[Stored items]
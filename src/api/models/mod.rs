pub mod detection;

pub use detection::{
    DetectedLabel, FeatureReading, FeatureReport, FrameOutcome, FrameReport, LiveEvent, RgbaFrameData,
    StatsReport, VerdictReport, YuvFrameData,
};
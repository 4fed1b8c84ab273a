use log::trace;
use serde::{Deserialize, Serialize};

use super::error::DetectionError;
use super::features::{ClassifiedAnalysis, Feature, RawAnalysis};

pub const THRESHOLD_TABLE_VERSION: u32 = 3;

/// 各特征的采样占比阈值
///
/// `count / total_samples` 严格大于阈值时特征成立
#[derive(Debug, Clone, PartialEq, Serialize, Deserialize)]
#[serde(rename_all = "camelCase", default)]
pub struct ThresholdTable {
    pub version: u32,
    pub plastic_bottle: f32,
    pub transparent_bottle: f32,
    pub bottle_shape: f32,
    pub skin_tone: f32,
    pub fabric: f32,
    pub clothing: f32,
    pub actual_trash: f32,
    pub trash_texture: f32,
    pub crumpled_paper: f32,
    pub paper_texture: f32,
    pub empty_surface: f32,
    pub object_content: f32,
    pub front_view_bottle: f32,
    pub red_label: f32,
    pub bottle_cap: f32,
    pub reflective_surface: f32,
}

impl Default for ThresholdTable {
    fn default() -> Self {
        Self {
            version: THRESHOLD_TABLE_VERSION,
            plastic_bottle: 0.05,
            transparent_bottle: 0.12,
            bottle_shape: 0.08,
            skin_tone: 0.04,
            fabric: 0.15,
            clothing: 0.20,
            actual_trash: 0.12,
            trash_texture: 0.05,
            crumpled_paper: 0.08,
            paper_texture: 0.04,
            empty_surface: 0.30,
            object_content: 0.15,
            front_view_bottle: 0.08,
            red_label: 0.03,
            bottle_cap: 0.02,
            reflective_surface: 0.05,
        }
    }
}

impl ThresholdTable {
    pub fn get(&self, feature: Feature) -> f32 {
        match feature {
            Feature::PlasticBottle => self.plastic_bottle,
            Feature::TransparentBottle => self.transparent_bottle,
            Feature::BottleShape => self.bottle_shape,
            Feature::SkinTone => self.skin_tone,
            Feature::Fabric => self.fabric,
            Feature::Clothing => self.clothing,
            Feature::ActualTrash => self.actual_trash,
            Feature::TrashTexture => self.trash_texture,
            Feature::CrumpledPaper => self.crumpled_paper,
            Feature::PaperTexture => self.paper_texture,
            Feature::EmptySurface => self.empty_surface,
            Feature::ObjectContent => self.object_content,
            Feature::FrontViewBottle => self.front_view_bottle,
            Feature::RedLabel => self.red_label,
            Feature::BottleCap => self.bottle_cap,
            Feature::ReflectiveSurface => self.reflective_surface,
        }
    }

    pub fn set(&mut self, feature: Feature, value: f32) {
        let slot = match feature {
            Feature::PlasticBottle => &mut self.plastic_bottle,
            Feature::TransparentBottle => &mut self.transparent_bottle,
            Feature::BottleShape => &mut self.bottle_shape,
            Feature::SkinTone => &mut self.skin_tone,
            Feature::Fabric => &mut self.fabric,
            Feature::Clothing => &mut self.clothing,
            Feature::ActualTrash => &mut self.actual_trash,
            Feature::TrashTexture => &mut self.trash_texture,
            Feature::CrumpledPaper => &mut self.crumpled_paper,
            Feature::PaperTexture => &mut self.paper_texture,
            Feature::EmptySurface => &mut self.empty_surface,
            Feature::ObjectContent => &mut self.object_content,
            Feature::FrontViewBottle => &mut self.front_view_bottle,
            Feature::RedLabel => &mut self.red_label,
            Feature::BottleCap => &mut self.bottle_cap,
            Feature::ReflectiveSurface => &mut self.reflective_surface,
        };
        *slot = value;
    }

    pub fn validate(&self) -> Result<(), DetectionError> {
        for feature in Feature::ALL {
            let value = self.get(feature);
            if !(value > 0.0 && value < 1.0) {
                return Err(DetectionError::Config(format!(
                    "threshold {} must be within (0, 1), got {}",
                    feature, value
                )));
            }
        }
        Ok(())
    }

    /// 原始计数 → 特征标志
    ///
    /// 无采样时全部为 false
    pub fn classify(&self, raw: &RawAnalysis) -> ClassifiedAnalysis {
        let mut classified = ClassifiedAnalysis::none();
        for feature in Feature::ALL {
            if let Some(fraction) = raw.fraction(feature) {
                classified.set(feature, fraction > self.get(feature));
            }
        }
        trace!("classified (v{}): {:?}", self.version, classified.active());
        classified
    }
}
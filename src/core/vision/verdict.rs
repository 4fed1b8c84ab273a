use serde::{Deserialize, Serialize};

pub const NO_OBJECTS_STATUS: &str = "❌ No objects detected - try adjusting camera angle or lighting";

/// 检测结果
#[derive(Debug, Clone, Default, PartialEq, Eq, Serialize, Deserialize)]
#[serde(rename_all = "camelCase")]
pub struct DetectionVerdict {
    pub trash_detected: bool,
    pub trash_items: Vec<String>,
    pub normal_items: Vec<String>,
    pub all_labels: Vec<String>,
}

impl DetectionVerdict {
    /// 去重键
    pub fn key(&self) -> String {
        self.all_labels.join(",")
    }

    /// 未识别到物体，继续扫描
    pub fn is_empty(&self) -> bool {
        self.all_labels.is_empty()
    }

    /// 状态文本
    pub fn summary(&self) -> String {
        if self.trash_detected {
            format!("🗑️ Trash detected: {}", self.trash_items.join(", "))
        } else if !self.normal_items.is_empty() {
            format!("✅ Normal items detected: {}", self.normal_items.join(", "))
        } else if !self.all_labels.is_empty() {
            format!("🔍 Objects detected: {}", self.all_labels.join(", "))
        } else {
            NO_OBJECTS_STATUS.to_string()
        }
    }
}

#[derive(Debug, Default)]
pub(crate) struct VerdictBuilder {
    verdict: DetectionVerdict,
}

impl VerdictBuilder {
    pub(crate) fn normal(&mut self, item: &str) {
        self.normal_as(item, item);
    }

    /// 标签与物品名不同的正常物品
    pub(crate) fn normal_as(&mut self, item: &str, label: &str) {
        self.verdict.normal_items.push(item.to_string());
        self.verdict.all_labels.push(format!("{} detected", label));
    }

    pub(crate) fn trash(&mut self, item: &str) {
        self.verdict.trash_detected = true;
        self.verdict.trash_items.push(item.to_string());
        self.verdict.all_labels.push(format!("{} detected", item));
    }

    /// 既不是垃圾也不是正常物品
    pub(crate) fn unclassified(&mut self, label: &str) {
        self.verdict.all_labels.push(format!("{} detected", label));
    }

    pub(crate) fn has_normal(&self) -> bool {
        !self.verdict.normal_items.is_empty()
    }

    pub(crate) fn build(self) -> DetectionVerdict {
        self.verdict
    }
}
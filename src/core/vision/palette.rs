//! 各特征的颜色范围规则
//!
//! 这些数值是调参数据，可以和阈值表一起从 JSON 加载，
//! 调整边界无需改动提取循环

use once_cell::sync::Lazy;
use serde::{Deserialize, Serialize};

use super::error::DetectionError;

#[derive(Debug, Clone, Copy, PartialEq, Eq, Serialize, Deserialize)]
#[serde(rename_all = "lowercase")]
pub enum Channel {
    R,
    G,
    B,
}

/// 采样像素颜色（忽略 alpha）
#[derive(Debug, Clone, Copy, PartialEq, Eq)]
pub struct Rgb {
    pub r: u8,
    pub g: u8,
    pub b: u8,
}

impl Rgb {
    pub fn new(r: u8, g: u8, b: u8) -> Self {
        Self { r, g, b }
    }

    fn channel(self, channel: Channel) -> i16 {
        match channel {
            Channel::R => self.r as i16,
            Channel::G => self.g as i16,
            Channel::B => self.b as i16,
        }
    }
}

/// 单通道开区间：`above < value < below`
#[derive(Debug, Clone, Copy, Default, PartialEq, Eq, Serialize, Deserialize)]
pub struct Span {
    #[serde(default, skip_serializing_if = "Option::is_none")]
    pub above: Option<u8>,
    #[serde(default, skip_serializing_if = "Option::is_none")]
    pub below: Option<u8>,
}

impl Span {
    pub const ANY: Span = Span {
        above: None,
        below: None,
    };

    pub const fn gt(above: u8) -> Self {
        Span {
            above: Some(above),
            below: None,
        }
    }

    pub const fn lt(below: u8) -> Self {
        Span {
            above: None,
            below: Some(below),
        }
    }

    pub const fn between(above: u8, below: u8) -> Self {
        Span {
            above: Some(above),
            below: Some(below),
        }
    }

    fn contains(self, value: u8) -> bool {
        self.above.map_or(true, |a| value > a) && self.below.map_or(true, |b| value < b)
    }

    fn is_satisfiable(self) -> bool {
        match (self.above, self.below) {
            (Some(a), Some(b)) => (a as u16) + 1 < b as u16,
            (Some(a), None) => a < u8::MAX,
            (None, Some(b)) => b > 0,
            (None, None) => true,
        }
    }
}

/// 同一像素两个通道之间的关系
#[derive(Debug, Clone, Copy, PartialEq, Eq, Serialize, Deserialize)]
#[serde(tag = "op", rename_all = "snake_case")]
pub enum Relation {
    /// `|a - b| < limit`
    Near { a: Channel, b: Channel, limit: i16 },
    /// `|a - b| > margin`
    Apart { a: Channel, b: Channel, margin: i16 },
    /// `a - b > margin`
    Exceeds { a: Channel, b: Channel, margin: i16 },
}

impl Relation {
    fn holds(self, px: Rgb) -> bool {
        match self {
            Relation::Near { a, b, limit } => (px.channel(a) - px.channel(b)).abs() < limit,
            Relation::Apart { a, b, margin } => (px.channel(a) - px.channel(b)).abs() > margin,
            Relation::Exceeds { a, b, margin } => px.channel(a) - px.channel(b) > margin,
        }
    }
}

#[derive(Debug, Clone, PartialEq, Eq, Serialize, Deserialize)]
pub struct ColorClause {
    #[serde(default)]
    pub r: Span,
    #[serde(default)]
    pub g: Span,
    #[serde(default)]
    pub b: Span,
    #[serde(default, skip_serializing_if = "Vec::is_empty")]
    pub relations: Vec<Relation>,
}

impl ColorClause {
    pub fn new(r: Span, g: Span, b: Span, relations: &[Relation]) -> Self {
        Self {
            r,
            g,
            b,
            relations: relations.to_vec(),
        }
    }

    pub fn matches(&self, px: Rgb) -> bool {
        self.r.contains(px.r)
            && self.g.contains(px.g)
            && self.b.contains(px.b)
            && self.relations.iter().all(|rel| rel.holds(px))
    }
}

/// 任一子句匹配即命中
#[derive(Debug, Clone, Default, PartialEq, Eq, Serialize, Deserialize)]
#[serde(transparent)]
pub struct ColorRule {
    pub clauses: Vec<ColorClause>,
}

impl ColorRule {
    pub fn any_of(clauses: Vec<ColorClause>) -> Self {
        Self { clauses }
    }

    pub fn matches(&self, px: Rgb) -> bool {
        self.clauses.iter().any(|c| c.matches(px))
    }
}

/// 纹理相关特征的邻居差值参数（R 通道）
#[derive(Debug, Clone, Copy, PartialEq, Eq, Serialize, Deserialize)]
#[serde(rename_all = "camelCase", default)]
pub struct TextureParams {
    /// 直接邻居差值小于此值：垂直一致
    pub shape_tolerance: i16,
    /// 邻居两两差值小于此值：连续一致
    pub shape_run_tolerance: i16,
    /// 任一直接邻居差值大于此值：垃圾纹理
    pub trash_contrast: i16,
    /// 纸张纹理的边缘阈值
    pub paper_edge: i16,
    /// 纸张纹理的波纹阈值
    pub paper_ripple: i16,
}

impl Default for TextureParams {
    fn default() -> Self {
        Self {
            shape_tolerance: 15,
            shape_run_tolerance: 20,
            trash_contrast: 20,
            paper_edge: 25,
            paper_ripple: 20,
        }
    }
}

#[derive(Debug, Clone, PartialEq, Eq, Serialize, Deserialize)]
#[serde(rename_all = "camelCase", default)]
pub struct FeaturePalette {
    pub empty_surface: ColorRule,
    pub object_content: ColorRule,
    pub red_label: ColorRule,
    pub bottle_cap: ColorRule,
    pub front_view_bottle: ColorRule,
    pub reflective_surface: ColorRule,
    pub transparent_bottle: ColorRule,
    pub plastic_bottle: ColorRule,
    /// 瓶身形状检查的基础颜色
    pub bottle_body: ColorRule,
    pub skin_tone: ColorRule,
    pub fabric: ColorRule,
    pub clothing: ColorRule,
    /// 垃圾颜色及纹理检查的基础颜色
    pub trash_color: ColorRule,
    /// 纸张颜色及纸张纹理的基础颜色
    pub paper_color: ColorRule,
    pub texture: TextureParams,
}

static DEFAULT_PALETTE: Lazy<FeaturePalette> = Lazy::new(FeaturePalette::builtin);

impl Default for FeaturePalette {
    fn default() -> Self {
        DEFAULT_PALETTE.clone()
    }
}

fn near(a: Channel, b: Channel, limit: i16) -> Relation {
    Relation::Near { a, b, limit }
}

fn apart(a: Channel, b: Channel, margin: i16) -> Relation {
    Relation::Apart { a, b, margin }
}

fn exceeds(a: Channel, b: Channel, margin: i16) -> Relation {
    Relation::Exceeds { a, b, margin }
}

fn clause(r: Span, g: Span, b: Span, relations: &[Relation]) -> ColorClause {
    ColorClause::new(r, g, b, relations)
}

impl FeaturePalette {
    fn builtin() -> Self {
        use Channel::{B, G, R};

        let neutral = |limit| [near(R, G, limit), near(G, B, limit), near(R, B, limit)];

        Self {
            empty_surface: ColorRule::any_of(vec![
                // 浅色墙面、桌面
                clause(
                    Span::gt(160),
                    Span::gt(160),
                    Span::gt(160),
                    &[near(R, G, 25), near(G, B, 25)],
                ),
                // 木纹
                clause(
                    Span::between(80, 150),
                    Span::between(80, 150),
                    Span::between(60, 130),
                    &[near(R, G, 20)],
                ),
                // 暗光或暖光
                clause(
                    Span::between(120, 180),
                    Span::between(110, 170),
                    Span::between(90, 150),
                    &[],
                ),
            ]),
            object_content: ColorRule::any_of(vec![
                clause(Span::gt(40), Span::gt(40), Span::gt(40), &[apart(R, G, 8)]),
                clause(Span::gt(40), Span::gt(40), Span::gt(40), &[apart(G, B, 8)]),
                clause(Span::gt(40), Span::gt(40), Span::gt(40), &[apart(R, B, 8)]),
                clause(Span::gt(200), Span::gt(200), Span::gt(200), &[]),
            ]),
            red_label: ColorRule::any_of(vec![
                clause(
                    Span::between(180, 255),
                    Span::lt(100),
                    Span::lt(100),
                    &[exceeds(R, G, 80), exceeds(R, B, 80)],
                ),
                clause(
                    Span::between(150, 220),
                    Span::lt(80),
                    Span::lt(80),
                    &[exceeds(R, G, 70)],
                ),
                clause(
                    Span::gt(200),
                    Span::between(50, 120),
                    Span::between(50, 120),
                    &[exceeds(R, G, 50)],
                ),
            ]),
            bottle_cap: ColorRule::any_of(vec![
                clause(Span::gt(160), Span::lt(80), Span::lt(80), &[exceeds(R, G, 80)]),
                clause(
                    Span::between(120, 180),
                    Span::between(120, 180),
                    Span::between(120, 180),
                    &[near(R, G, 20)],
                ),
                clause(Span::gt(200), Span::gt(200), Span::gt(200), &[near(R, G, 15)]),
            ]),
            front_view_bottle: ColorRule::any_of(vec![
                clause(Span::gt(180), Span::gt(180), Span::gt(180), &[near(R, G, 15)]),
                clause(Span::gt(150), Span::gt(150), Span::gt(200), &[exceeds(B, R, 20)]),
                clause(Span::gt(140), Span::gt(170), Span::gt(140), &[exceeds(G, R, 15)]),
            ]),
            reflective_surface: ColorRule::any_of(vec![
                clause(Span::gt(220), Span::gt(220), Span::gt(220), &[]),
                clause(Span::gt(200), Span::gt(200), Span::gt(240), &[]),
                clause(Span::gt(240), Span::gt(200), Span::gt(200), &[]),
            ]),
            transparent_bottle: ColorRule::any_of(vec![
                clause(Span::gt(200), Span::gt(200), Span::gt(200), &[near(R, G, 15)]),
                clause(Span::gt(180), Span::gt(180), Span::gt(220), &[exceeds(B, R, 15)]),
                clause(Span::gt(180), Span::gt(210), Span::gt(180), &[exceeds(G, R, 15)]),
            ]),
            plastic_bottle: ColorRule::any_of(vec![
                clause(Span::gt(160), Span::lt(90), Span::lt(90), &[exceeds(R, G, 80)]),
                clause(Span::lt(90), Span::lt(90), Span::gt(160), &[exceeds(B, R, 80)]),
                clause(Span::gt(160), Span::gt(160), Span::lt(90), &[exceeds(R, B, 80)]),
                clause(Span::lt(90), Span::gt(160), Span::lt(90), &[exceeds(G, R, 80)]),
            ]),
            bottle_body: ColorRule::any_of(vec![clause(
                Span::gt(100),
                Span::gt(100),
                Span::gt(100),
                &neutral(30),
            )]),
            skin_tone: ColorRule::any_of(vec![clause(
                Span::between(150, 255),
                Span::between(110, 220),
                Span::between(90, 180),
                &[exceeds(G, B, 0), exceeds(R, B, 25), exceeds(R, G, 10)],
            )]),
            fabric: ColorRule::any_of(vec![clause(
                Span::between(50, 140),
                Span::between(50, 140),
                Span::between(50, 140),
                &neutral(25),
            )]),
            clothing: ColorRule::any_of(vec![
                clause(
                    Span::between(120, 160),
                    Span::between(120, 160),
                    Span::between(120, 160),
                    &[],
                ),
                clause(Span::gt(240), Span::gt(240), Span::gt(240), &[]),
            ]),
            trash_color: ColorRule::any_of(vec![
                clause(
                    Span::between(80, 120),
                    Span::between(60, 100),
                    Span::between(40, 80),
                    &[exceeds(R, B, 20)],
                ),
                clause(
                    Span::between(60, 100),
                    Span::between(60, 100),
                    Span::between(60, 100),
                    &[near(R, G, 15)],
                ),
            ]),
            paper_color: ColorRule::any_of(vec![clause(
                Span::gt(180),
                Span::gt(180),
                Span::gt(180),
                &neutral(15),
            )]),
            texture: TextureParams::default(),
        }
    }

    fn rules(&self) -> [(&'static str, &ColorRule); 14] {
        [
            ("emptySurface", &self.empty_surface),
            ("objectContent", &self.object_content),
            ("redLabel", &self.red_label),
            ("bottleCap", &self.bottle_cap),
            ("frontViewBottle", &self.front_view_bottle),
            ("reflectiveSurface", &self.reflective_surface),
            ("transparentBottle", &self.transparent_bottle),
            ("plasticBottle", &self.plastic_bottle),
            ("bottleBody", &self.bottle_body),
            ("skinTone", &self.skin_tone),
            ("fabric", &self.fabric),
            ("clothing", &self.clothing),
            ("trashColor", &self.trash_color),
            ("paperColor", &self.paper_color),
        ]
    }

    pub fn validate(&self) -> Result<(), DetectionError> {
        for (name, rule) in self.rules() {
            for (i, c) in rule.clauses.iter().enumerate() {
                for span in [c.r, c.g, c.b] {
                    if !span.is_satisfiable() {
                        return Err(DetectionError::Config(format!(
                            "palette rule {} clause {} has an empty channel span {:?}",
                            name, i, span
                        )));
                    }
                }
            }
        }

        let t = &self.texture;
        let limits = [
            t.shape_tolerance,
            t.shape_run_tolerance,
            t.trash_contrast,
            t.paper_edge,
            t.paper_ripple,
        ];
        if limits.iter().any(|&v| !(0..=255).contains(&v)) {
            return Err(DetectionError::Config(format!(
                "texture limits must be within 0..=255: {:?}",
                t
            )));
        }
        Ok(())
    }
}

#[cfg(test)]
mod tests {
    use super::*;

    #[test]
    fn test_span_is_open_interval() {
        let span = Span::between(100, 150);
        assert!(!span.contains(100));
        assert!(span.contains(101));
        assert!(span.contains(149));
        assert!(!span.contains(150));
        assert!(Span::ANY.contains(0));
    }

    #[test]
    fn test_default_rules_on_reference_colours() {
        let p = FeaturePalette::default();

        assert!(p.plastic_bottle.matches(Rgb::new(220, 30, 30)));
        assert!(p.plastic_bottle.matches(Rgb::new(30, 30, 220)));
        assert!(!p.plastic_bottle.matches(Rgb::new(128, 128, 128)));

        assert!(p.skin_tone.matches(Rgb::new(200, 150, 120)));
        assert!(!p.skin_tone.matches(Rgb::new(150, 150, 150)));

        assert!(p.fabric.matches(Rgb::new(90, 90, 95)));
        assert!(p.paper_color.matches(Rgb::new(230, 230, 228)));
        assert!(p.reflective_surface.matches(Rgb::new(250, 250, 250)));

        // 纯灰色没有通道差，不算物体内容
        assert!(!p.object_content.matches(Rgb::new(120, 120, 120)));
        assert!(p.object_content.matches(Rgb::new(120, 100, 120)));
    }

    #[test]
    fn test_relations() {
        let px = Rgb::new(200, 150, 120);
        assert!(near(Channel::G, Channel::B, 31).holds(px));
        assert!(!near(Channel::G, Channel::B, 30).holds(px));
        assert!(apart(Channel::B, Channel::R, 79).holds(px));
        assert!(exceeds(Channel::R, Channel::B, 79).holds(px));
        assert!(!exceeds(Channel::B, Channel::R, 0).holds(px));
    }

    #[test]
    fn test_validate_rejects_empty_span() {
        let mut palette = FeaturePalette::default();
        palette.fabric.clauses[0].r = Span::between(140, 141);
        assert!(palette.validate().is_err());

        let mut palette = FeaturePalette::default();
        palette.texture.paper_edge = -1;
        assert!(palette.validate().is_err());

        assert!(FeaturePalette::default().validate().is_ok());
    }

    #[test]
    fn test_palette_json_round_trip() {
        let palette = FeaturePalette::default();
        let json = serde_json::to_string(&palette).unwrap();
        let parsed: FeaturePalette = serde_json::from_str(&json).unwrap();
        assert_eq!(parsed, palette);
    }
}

Problem to work on – Could you please retype the lines from the start of the data through the line with "pub struct ThresholdTable", both included, and nothing else?

Answer space –
filename src/api/models/mod.rs
pub mod detection;

pub use detection::{
    DetectedLabel, FeatureReading, FeatureReport, FrameOutcome, FrameReport, LiveEvent, RgbaFrameData,
    StatsReport, VerdictReport, YuvFrameData,
};
repository 4fed1b8c84ab273a
use log::trace;
use serde::{Deserialize, Serialize};

use super::error::DetectionError;
use super::features::{ClassifiedAnalysis, Feature, RawAnalysis};

pub const THRESHOLD_TABLE_VERSION: u32 = 3;

/// 各特征的采样占比阈值
///
/// `count / total_samples` 严格大于阈值时特征成立
#[derive(Debug, Clone, PartialEq, Serialize, Deserialize)]
#[serde(rename_all = "camelCase", default)]
pub struct ThresholdTable {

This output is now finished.